## Directions for this task:
Within the records below, how many lines hold the string "AsyncDieselConnectionManager"? State that number and nothing else.

'''

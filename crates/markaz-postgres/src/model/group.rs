//! Study group model.

use diesel::prelude::*;
use jiff_diesel::Timestamp;
use uuid::Uuid;

use crate::schema::groups;

/// A study group taught by a single instructor.
#[derive(Debug, Clone, PartialEq, Queryable, Selectable)]
#[diesel(table_name = groups)]
#[diesel(check_for_backend(diesel::pg::Pg))]
pub struct Group {
    /// Unique group identifier.
    pub id: Uuid,
    /// Human-readable group name.
    pub display_name: String,
    /// Instructor account responsible for this group.
    pub instructor_id: Uuid,
    /// Free-form schedule description (e.g. "Mon/Wed/Fri 16:00").
    pub schedule: String,
    /// Optional monthly price.
    pub price: Option<i32>,
    /// Timestamp when the group was created.
    pub created_at: Timestamp,
}

/// Data for creating a new group.
#[derive(Debug, Default, Clone, Insertable)]
#[diesel(table_name = groups)]
#[diesel(check_for_backend(diesel::pg::Pg))]
pub struct NewGroup {
    /// Human-readable group name.
    pub display_name: String,
    /// Instructor account responsible for this group.
    pub instructor_id: Uuid,
    /// Free-form schedule description.
    pub schedule: String,
    /// Optional monthly price.
    pub price: Option<i32>,
}

impl Group {
    /// Returns whether the given account teaches this group.
    #[inline]
    pub fn is_taught_by(&self, user_id: Uuid) -> bool {
        self.instructor_id == user_id
    }
}
//! Graceful shutdown signal handling.

use std::time::Duration;

use crate::TRACING_TARGET_SHUTDOWN;

/// Resolves once SIGINT (Ctrl+C) or SIGTERM is received.
///
/// Passed to axum's graceful-shutdown hook; once it resolves the server
/// stops accepting connections and drains in-flight requests for up to
/// `shutdown_timeout`.
pub async fn shutdown_signal(shutdown_timeout: Duration) {
    let signal_name = tokio::select! {
        () = interrupt() => "SIGINT",
        () = terminate() => "SIGTERM",
    };

    tracing::info!(
        target: TRACING_TARGET_SHUTDOWN,
        signal = signal_name,
        timeout_secs = shutdown_timeout.as_secs(),
        "shutdown signal received, draining in-flight requests"
    );
}

/// Waits for Ctrl+C. If the handler cannot be installed, parks forever so
/// the other signal branch still works.
async fn interrupt() {
    if let Err(error) = tokio::signal::ctrl_c().await {
        tracing::error!(
            target: TRACING_TARGET_SHUTDOWN,
            error = %error,
            "failed to install the Ctrl+C handler"
        );
        std::future::pending::<()>().await;
    }
}

#[cfg(unix)]
async fn terminate() {
    use tokio::signal::unix::{SignalKind, signal};

    match signal(SignalKind::terminate()) {
        Ok(mut sigterm) => {
            sigterm.recv().await;
        }
        Err(error) => {
            tracing::error!(
                target: TRACING_TARGET_SHUTDOWN,
                error = %error,
                "failed to install the SIGTERM handler"
            );
            std::future::pending::<()>().await;
        }
    }
}

#[cfg(not(unix))]
async fn terminate() {
    std::future::pending::<()>().await;
}
//! PostgreSQL client with connection pooling and migration management.
//!
//! This module provides a high-level interface for connecting to PostgreSQL
//! databases, managing connection pools, and applying embedded migrations.

mod migrate;
mod pg_client;
mod pg_config;

use deadpool::managed::{Object, Pool};
use diesel_async::AsyncPgConnection;
use diesel_async::pooled_connection::AsyncDieselConnectionManager;
pub use migrate::run_pending_migrations;
pub use pg_client::{PgClient, PgConn, PgPoolStatus};
pub use pg_config::PgConfig;

/// Type alias for the connection pool used throughout the application.
pub type ConnectionPool = Pool<AsyncDieselConnectionManager<AsyncPgConnection>>;

/// Type alias for a connection object from the pool.
pub type PooledConnection = Object<AsyncDieselConnectionManager<AsyncPgConnection>>;
//! Authentication and authorization extractors.

mod bearer_token;
mod current_user;
mod permission;

pub use bearer_token::AuthToken;
pub use current_user::CurrentUser;
pub use permission::{AccessPolicy, AuthResult, Permission, student_scoped_access};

'''

## Result:
3